"""
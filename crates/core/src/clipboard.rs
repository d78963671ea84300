#![forbid(unsafe_code)]

//! Session-scoped clipboard for "mark then paste" flows.
//!
//! Each table holds at most one pending entry. Reading an entry for a paste
//! removes it, so a paste can never be replayed from stale state.

use crate::ids::{ActorId, RecordId, TableName};
use serde::{Deserialize, Serialize};
use std::collections::BTreeMap;

#[derive(Clone, Copy, Debug, PartialEq, Eq, Serialize, Deserialize)]
#[serde(rename_all = "camelCase")]
pub enum ClipboardMode {
    Cut,
    Copy,
    CutAll,
    CopyAll,
}

impl ClipboardMode {
    pub fn is_cut(self) -> bool {
        matches!(self, Self::Cut | Self::CutAll)
    }

    pub fn is_batch(self) -> bool {
        matches!(self, Self::CutAll | Self::CopyAll)
    }

    pub fn as_str(self) -> &'static str {
        match self {
            Self::Cut => "cut",
            Self::Copy => "copy",
            Self::CutAll => "cutAll",
            Self::CopyAll => "copyAll",
        }
    }
}

#[derive(Clone, Debug, PartialEq, Eq, Serialize, Deserialize)]
pub struct ClipboardEntry {
    pub table: TableName,
    pub ids: Vec<RecordId>,
    pub mode: ClipboardMode,
    /// Copy the self-referencing subtree along with each record.
    #[serde(default)]
    pub include_children: bool,
}

#[derive(Clone, Debug, PartialEq, Eq)]
pub enum ClipboardError {
    EmptySelection,
    SingleModeWithManyIds,
    InvalidId(RecordId),
}

impl ClipboardError {
    pub fn message(&self) -> &'static str {
        match self {
            Self::EmptySelection => "clipboard selection must not be empty",
            Self::SingleModeWithManyIds => "cut/copy take exactly one id; use cutAll/copyAll",
            Self::InvalidId(_) => "clipboard ids must be positive",
        }
    }
}

impl std::fmt::Display for ClipboardError {
    fn fmt(&self, f: &mut std::fmt::Formatter<'_>) -> std::fmt::Result {
        f.write_str(self.message())
    }
}

impl ClipboardEntry {
    pub fn single(table: TableName, id: RecordId, mode: ClipboardMode) -> Self {
        Self {
            table,
            ids: vec![id],
            mode,
            include_children: false,
        }
    }

    pub fn batch(table: TableName, ids: Vec<RecordId>, mode: ClipboardMode) -> Self {
        Self {
            table,
            ids,
            mode,
            include_children: false,
        }
    }

    pub fn with_children(mut self) -> Self {
        self.include_children = true;
        self
    }

    fn validate(&self) -> Result<(), ClipboardError> {
        if self.ids.is_empty() {
            return Err(ClipboardError::EmptySelection);
        }
        if !self.mode.is_batch() && self.ids.len() != 1 {
            return Err(ClipboardError::SingleModeWithManyIds);
        }
        if let Some(id) = self.ids.iter().find(|id| **id <= 0) {
            return Err(ClipboardError::InvalidId(*id));
        }
        Ok(())
    }
}

#[derive(Clone, Debug, Default, PartialEq, Eq, Serialize, Deserialize)]
#[serde(transparent)]
pub struct Clipboard {
    entries: BTreeMap<TableName, ClipboardEntry>,
}

impl Clipboard {
    /// Stores `entry`, replacing any pending entry of the same table.
    pub fn mark(&mut self, mut entry: ClipboardEntry) -> Result<(), ClipboardError> {
        entry.validate()?;
        let mut seen = std::collections::BTreeSet::new();
        entry.ids.retain(|id| seen.insert(*id));
        self.entries.insert(entry.table.clone(), entry);
        Ok(())
    }

    pub fn consume(&mut self, table: &TableName) -> Option<ClipboardEntry> {
        self.entries.remove(table)
    }

    pub fn peek(&self, table: &TableName) -> Option<&ClipboardEntry> {
        self.entries.get(table)
    }

    pub fn clear(&mut self, table: &TableName) -> bool {
        self.entries.remove(table).is_some()
    }

    pub fn is_empty(&self) -> bool {
        self.entries.is_empty()
    }
}

/// Per-user request context passed to every engine call.
#[derive(Clone, Debug, Default, PartialEq, Eq, Serialize, Deserialize)]
pub struct Session {
    actor_id: ActorId,
    #[serde(default)]
    clipboard: Clipboard,
}

impl Session {
    pub fn new(actor_id: ActorId) -> Self {
        Self {
            actor_id,
            clipboard: Clipboard::default(),
        }
    }

    pub fn actor_id(&self) -> ActorId {
        self.actor_id
    }

    pub fn clipboard(&self) -> &Clipboard {
        &self.clipboard
    }

    pub fn mark_clipboard(&mut self, entry: ClipboardEntry) -> Result<(), ClipboardError> {
        self.clipboard.mark(entry)
    }

    pub fn consume_clipboard(&mut self, table: &TableName) -> Option<ClipboardEntry> {
        self.clipboard.consume(table)
    }

    pub fn clear_clipboard(&mut self, table: &TableName) -> bool {
        self.clipboard.clear(table)
    }
}

#[cfg(test)]
mod tests {
    use super::*;

    fn pages() -> TableName {
        TableName::try_new("tl_page").expect("table name")
    }

    #[test]
    fn consume_returns_entry_once() {
        let mut session = Session::new(1);
        session
            .mark_clipboard(ClipboardEntry::single(pages(), 5, ClipboardMode::Cut))
            .expect("mark");

        let entry = session.consume_clipboard(&pages()).expect("pending entry");
        assert_eq!(entry.ids, vec![5]);
        assert_eq!(entry.mode, ClipboardMode::Cut);
        assert!(session.consume_clipboard(&pages()).is_none());
    }

    #[test]
    fn mark_overwrites_pending_entry_of_same_table() {
        let mut session = Session::new(1);
        session
            .mark_clipboard(ClipboardEntry::single(pages(), 5, ClipboardMode::Cut))
            .expect("mark cut");
        session
            .mark_clipboard(ClipboardEntry::batch(
                pages(),
                vec![7, 8, 7],
                ClipboardMode::CopyAll,
            ))
            .expect("mark copyAll");

        let entry = session.clipboard().peek(&pages()).expect("pending entry");
        assert_eq!(entry.mode, ClipboardMode::CopyAll);
        assert_eq!(entry.ids, vec![7, 8]);
    }

    #[test]
    fn mark_rejects_bad_selection() {
        let mut clipboard = Clipboard::default();
        assert_eq!(
            clipboard.mark(ClipboardEntry::batch(pages(), Vec::new(), ClipboardMode::CutAll)),
            Err(ClipboardError::EmptySelection)
        );
        assert_eq!(
            clipboard.mark(ClipboardEntry::batch(pages(), vec![1, 2], ClipboardMode::Copy)),
            Err(ClipboardError::SingleModeWithManyIds)
        );
        assert_eq!(
            clipboard.mark(ClipboardEntry::single(pages(), 0, ClipboardMode::Copy)),
            Err(ClipboardError::InvalidId(0))
        );
        assert!(clipboard.is_empty());
    }

    #[test]
    fn session_round_trips_through_json() {
        let mut session = Session::new(42);
        session
            .mark_clipboard(
                ClipboardEntry::batch(pages(), vec![3, 4], ClipboardMode::CopyAll).with_children(),
            )
            .expect("mark");

        let json = serde_json::to_string(&session).expect("serialize session");
        assert!(json.contains(r#""mode":"copyAll""#), "{json}");
        let restored: Session = serde_json::from_str(&json).expect("parse session");
        assert_eq!(restored, session);
    }
}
"""
▸ **What you have to do**: Copy all lines of the preceding data that hold the word "enum".

▸ **Answer to the exercise**:
pub enum ClipboardMode {
pub enum ClipboardError {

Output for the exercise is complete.